Through 2050, the expansion of nuclear power under the global growth scenario would lead to nearly a doubling of the average rate at which spent fuel is currently generated with proportionally larger increases under the steady-state growth scenario. Assuming a constant growth rate for nuclear plant construction, and that Yucca Mountain itself was successfully licensed and built, a new repository with the capacity of Yucca Mountain would have to come online somewhere in the world every six years in order to handle the amount of waste that would be generated under the global growth scenario. For the steady state growth scenario a new Yucca Mountain sized repository would need to be opened every three years on average just to keep up with the waste being generated.1003¶ The characterization and siting of repositories rapidly enough to handle the volumes of waste that would be generated by a nuclear revival would be a very serious challenge. The site of the Yucca Mountain repository has been studied for more than two decades, and it has been the sole focus of the Department of Energy since 1987. However, despite this effort, and nearly $9 billion in expenditures, as yet no license application has been filed and a key element of the regulations governing the site has been struck down by the courts and re-issued in draft form. Adding to the uncertainty about the repository’s future is the fact that the draft standard proposed by the EPA in August 2005 would be the least protective¶ by far of any repository regulation anywhere in the world, and will therefore likely face future challenges.

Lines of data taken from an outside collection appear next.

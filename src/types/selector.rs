//! Property addressing for registry objects.
//!
//! Every property on every object is keyed by a [`Selector`] built from a
//! four-character code, the conventional key space for device-property
//! models. The well-known selectors for the plugin root, the device, and the
//! stream are defined here as constants; hosts can extend the space with
//! their own codes without touching this module.

use std::fmt;

/// Address of one property on one registry object.
///
/// Opaque to the dispatch layer: objects treat unknown selectors as absent
/// rather than invalid, so hosts probing with foreign selectors degrade
/// gracefully.
#[derive(Debug, Clone, Copy, PartialEq, Eq, Hash)]
pub struct Selector(pub u32);

impl Selector {
    /// Builds a selector from a four-character code, e.g. `b"name"`.
    pub const fn from_fourcc(tag: &[u8; 4]) -> Self {
        Selector(u32::from_be_bytes(*tag))
    }

    /// Raw numeric value of this selector.
    pub const fn as_u32(self) -> u32 {
        self.0
    }
}

impl fmt::Display for Selector {
    fn fmt(&self, f: &mut fmt::Formatter<'_>) -> fmt::Result {
        let bytes = self.0.to_be_bytes();
        if bytes.iter().all(|b| b.is_ascii_graphic() || *b == b' ') {
            let tag: String = bytes.iter().map(|b| *b as char).collect();
            write!(f, "'{}'", tag)
        } else {
            write!(f, "{:#010x}", self.0)
        }
    }
}

// Selectors shared by every object variant.

/// Human-readable object name (text).
pub const OBJECT_NAME: Selector = Selector::from_fourcc(b"name");
/// Manufacturer string (text). Device only in the reference tables.
pub const OBJECT_MANUFACTURER: Selector = Selector::from_fourcc(b"manu");

// Device selectors.

/// Stable unique identifier for the device (text).
pub const DEVICE_UID: Selector = Selector::from_fourcc(b"duid");
/// Model identifier (text).
pub const DEVICE_MODEL_UID: Selector = Selector::from_fourcc(b"muid");
/// Transport type code (u32, a fourcc value).
pub const DEVICE_TRANSPORT_TYPE: Selector = Selector::from_fourcc(b"tran");
/// Liveness flag (u32, constant 1 for a virtual device).
pub const DEVICE_IS_ALIVE: Selector = Selector::from_fourcc(b"aliv");
/// Whether this process is streaming the device (u32, computed).
pub const DEVICE_IS_RUNNING: Selector = Selector::from_fourcc(b"runn");
/// Whether any process is streaming the device (u32, computed).
pub const DEVICE_IS_RUNNING_SOMEWHERE: Selector = Selector::from_fourcc(b"runs");
/// Eligibility as a default capture device (u32).
pub const DEVICE_CAN_BE_DEFAULT: Selector = Selector::from_fourcc(b"dflt");
/// Identifier of the process holding exclusive ownership, -1 when free (i32).
pub const DEVICE_HOG_MODE: Selector = Selector::from_fourcc(b"hogm");
/// Settable flag excluding pass-through host access (u32, 0/1).
pub const DEVICE_EXCLUSIVE_ACCESS: Selector = Selector::from_fourcc(b"excl");
/// Settable control-master token, -1 when unclaimed (i32).
pub const DEVICE_CONTROL_MASTER: Selector = Selector::from_fourcc(b"mstr");
/// Identifier of the device's stream (u32, backfilled at initialization).
pub const DEVICE_STREAMS: Selector = Selector::from_fourcc(b"strm");

// Stream selectors.

/// Data flow direction (u32, 0 = device to host).
pub const STREAM_DIRECTION: Selector = Selector::from_fourcc(b"sdir");
/// Active format descriptor (handle).
pub const STREAM_FORMAT: Selector = Selector::from_fourcc(b"sfmt");
/// Supported format descriptors (handle to an array).
pub const STREAM_FORMAT_LIST: Selector = Selector::from_fourcc(b"sfml");
/// Nominal frame rate (f64).
pub const STREAM_FRAME_RATE: Selector = Selector::from_fourcc(b"frat");
/// Supported frame rate; one rate is published in this design (f64).
pub const STREAM_FRAME_RATE_LIST: Selector = Selector::from_fourcc(b"frls");
/// Minimum sustainable frame rate (f64).
pub const STREAM_MINIMUM_FRAME_RATE: Selector = Selector::from_fourcc(b"mfrt");
/// Supported frame-rate range (range; min = max here).
pub const STREAM_FRAME_RATE_RANGES: Selector = Selector::from_fourcc(b"frrg");
/// The stream's clock (handle).
pub const STREAM_CLOCK: Selector = Selector::from_fourcc(b"clck");

#[cfg(test)]
mod tests {
    use super::*;

    #[test]
    fn fourcc_roundtrip_is_big_endian() {
        let sel = Selector::from_fourcc(b"name");
        assert_eq!(sel.as_u32(), 0x6e61_6d65);
    }

    #[test]
    fn display_renders_printable_tags() {
        assert_eq!(OBJECT_NAME.to_string(), "'name'");
        assert_eq!(STREAM_FRAME_RATE.to_string(), "'frat'");
    }

    #[test]
    fn display_falls_back_to_hex_for_unprintable_tags() {
        let sel = Selector(0x0000_0001);
        assert_eq!(sel.to_string(), "0x00000001");
    }

    #[test]
    fn well_known_selectors_are_distinct() {
        let all = [
            OBJECT_NAME,
            OBJECT_MANUFACTURER,
            DEVICE_UID,
            DEVICE_MODEL_UID,
            DEVICE_TRANSPORT_TYPE,
            DEVICE_IS_ALIVE,
            DEVICE_IS_RUNNING,
            DEVICE_IS_RUNNING_SOMEWHERE,
            DEVICE_CAN_BE_DEFAULT,
            DEVICE_HOG_MODE,
            DEVICE_EXCLUSIVE_ACCESS,
            DEVICE_CONTROL_MASTER,
            DEVICE_STREAMS,
            STREAM_DIRECTION,
            STREAM_FORMAT,
            STREAM_FORMAT_LIST,
            STREAM_FRAME_RATE,
            STREAM_FRAME_RATE_LIST,
            STREAM_MINIMUM_FRAME_RATE,
            STREAM_FRAME_RATE_RANGES,
            STREAM_CLOCK,
        ];
        for (i, a) in all.iter().enumerate() {
            for b in &all[i + 1..] {
                assert_ne!(a, b, "selector collision between {} and {}", a, b);
            }
        }
    }
}
//! The object registry and the host-facing dispatch surface.
//!
//! Initialization builds the fixed three-object hierarchy in registration
//! order (root, then device, then stream) and backfills the device's stream
//! identifier once the stream exists. After that the registry is the host's
//! single entry point: property dispatch by object identifier, stream
//! lifecycle, queue hand-off, and handle resolution.
//!
//! An unknown object identifier is the one hard dispatch error; unknown
//! selectors on a known object degrade gracefully inside the object.

use std::collections::HashMap;
use std::sync::{Arc, Mutex};

use tracing::info;

use super::device::DeviceObject;
use super::handle::{HandleTable, HandleValue};
use super::plugin::PluginObject;
use super::stream::{FrameUpdates, StreamObject};
use super::{CameraObject, ObjectClass, ObjectId};
use crate::CameraError;
use crate::Result;
use crate::config::CameraConfig;
use crate::detect::Detector;
use crate::pipeline::{FrameQueue, QueueAlteredFn, StreamShared};
use crate::source::CaptureOpener;
use crate::types::{RawHandle, Selector};

/// Assigns host identifiers to objects as they are announced.
///
/// Hosts with their own object namespace implement this; tests and
/// in-process embedding use [`SequentialRegistrar`].
pub trait HostRegistrar {
    /// Assign the identifier for a `class` object created under `parent`.
    fn register_object(&mut self, parent: ObjectId, class: ObjectClass) -> Result<ObjectId>;
}

/// Registrar handing out sequential identifiers after the root's.
#[derive(Debug, Clone)]
pub struct SequentialRegistrar {
    next: u32,
}

impl SequentialRegistrar {
    /// Registrar assigning identifiers following `root`.
    pub fn starting_after(root: ObjectId) -> Self {
        Self { next: root.as_u32().saturating_add(1) }
    }
}

impl Default for SequentialRegistrar {
    fn default() -> Self {
        Self::starting_after(ObjectId(1))
    }
}

impl HostRegistrar for SequentialRegistrar {
    fn register_object(&mut self, _parent: ObjectId, _class: ObjectClass) -> Result<ObjectId> {
        let id = ObjectId(self.next);
        self.next = self.next.saturating_add(1);
        Ok(id)
    }
}

/// The three identifiers of an initialized registry.
#[derive(Debug, Clone, Copy, PartialEq, Eq)]
pub struct ObjectIds {
    pub root: ObjectId,
    pub device: ObjectId,
    pub stream: ObjectId,
}

/// Object store plus the uniform dispatch surface the host drives.
pub struct ObjectRegistry {
    objects: HashMap<ObjectId, Arc<dyn CameraObject>>,
    handles: Arc<HandleTable>,
    device: Arc<DeviceObject>,
    stream: Arc<StreamObject>,
    ids: ObjectIds,
}

impl ObjectRegistry {
    /// Build the registry in registration order.
    ///
    /// `root_id` is the host's identifier for the plugin root; the device
    /// and stream identifiers come from `registrar` as they are announced.
    /// All three must come out non-zero and distinct or initialization
    /// fails without a partially built registry.
    pub fn initialize(
        config: CameraConfig,
        root_id: ObjectId,
        registrar: &mut dyn HostRegistrar,
        opener: Arc<dyn CaptureOpener>,
        detector: Arc<Mutex<dyn Detector>>,
    ) -> Result<Self> {
        config.validate()?;
        if !root_id.is_valid() {
            return Err(CameraError::invalid_registration("root object id must be non-zero"));
        }

        let handles = Arc::new(HandleTable::new());
        let shared = Arc::new(StreamShared::new());

        let root = Arc::new(PluginObject::new(root_id, &handles));
        let device_id = registrar.register_object(root_id, ObjectClass::Device)?;
        let device =
            Arc::new(DeviceObject::new(device_id, &handles, &config, Arc::clone(&shared)));
        let stream_id = registrar.register_object(device_id, ObjectClass::Stream)?;
        let stream =
            Arc::new(StreamObject::new(stream_id, &handles, &config, shared, opener, detector));

        let ids = ObjectIds { root: root_id, device: device_id, stream: stream_id };
        validate_ids(ids)?;
        device.set_stream_id(stream_id);

        let mut objects: HashMap<ObjectId, Arc<dyn CameraObject>> = HashMap::new();
        objects.insert(root_id, root);
        objects.insert(device_id, Arc::clone(&device) as Arc<dyn CameraObject>);
        objects.insert(stream_id, Arc::clone(&stream) as Arc<dyn CameraObject>);

        info!(
            root = %ids.root,
            device = %ids.device,
            stream = %ids.stream,
            "object registry initialized"
        );
        Ok(Self { objects, handles, device, stream, ids })
    }

    /// The registered identifiers.
    pub fn ids(&self) -> ObjectIds {
        self.ids
    }

    /// The device object.
    pub fn device(&self) -> &DeviceObject {
        &self.device
    }

    /// The stream object.
    pub fn stream(&self) -> &StreamObject {
        &self.stream
    }

    fn object(&self, id: ObjectId) -> Result<&Arc<dyn CameraObject>> {
        self.objects.get(&id).ok_or(CameraError::BadObject { object_id: id })
    }

    fn stream_object(&self, id: ObjectId) -> Result<&StreamObject> {
        if id == self.ids.stream {
            Ok(&self.stream)
        } else {
            Err(CameraError::BadObject { object_id: id })
        }
    }

    /// Whether object `id` publishes `selector`.
    pub fn has_property(&self, id: ObjectId, selector: Selector) -> Result<bool> {
        Ok(self.object(id)?.has_property(selector))
    }

    /// Whether `selector` on object `id` accepts writes.
    pub fn is_property_settable(&self, id: ObjectId, selector: Selector) -> Result<bool> {
        Ok(self.object(id)?.is_property_settable(selector))
    }

    /// Serialized size of the property's current value, 0 when absent.
    pub fn property_data_size(&self, id: ObjectId, selector: Selector) -> Result<usize> {
        Ok(self.object(id)?.property_data_size(selector))
    }

    /// Encode the property's current value into `dest`, returning the bytes
    /// written (0 when absent).
    pub fn property_data(
        &self,
        id: ObjectId,
        selector: Selector,
        dest: &mut [u8],
    ) -> Result<usize> {
        self.object(id)?.read_property(selector, dest)
    }

    /// Decode `src` into the property. Unknown and read-only selectors are
    /// silent no-ops.
    pub fn set_property_data(&self, id: ObjectId, selector: Selector, src: &[u8]) -> Result<()> {
        self.object(id)?.write_property(selector, src)
    }

    /// Start the stream with identifier `id`.
    pub fn start_stream(&self, id: ObjectId) -> Result<()> {
        self.stream_object(id)?.start();
        Ok(())
    }

    /// Stop the stream with identifier `id`.
    pub fn stop_stream(&self, id: ObjectId) -> Result<()> {
        self.stream_object(id)?.stop();
        Ok(())
    }

    /// Hand the host the stream's frame queue, registering its
    /// queue-altered callback.
    pub fn copy_buffer_queue(
        &self,
        id: ObjectId,
        on_altered: QueueAlteredFn,
    ) -> Result<Arc<FrameQueue>> {
        Ok(self.stream_object(id)?.copy_buffer_queue(on_altered))
    }

    /// Subscribe to frames the stream accepts into its queue.
    pub fn frame_updates(&self, id: ObjectId) -> Result<FrameUpdates> {
        Ok(self.stream_object(id)?.frame_updates())
    }

    /// Resolve a handle token published through a property slot.
    pub fn resolve_handle(&self, handle: RawHandle) -> Option<HandleValue> {
        self.handles.resolve(handle)
    }
}

impl std::fmt::Debug for ObjectRegistry {
    fn fmt(&self, f: &mut std::fmt::Formatter<'_>) -> std::fmt::Result {
        f.debug_struct("ObjectRegistry")
            .field("ids", &self.ids)
            .field("retained_handles", &self.handles.len())
            .finish_non_exhaustive()
    }
}

fn validate_ids(ids: ObjectIds) -> Result<()> {
    for id in [ids.root, ids.device, ids.stream] {
        if !id.is_valid() {
            return Err(CameraError::invalid_registration(format!(
                "zero object id assigned (root {}, device {}, stream {})",
                ids.root, ids.device, ids.stream
            )));
        }
    }
    if ids.root == ids.device || ids.root == ids.stream || ids.device == ids.stream {
        return Err(CameraError::invalid_registration(format!(
            "duplicate object ids assigned (root {}, device {}, stream {})",
            ids.root, ids.device, ids.stream
        )));
    }
    Ok(())
}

Answers to: Wind requires fossil fuel backup because it’s intermittent Wind is steady in the ocean – and strongest in warm weather when demand is highest.

Huelsenbeck, marine scientist for the climate and energy campaign at Oceana, 2013

(Matt, “Offshore Wind Energy: The Coming Sea Change?,” Live Science, July, Online: http://www.livescience.com/38187-wind-turbines-rising.html)

One of the reasons offshore wind energy is so effective is that these winds are stronger and steadier than onshore winds. And offshore winds are strongest during the day as well as in heat waves, when the demand for energy is highest. In fact, the East Coast of the United States has been dubbed the "Saudi Arabia" of offshore wind, since there is enough wind energy off this coast to provide the entire country with electricity — if the industry is fully developed.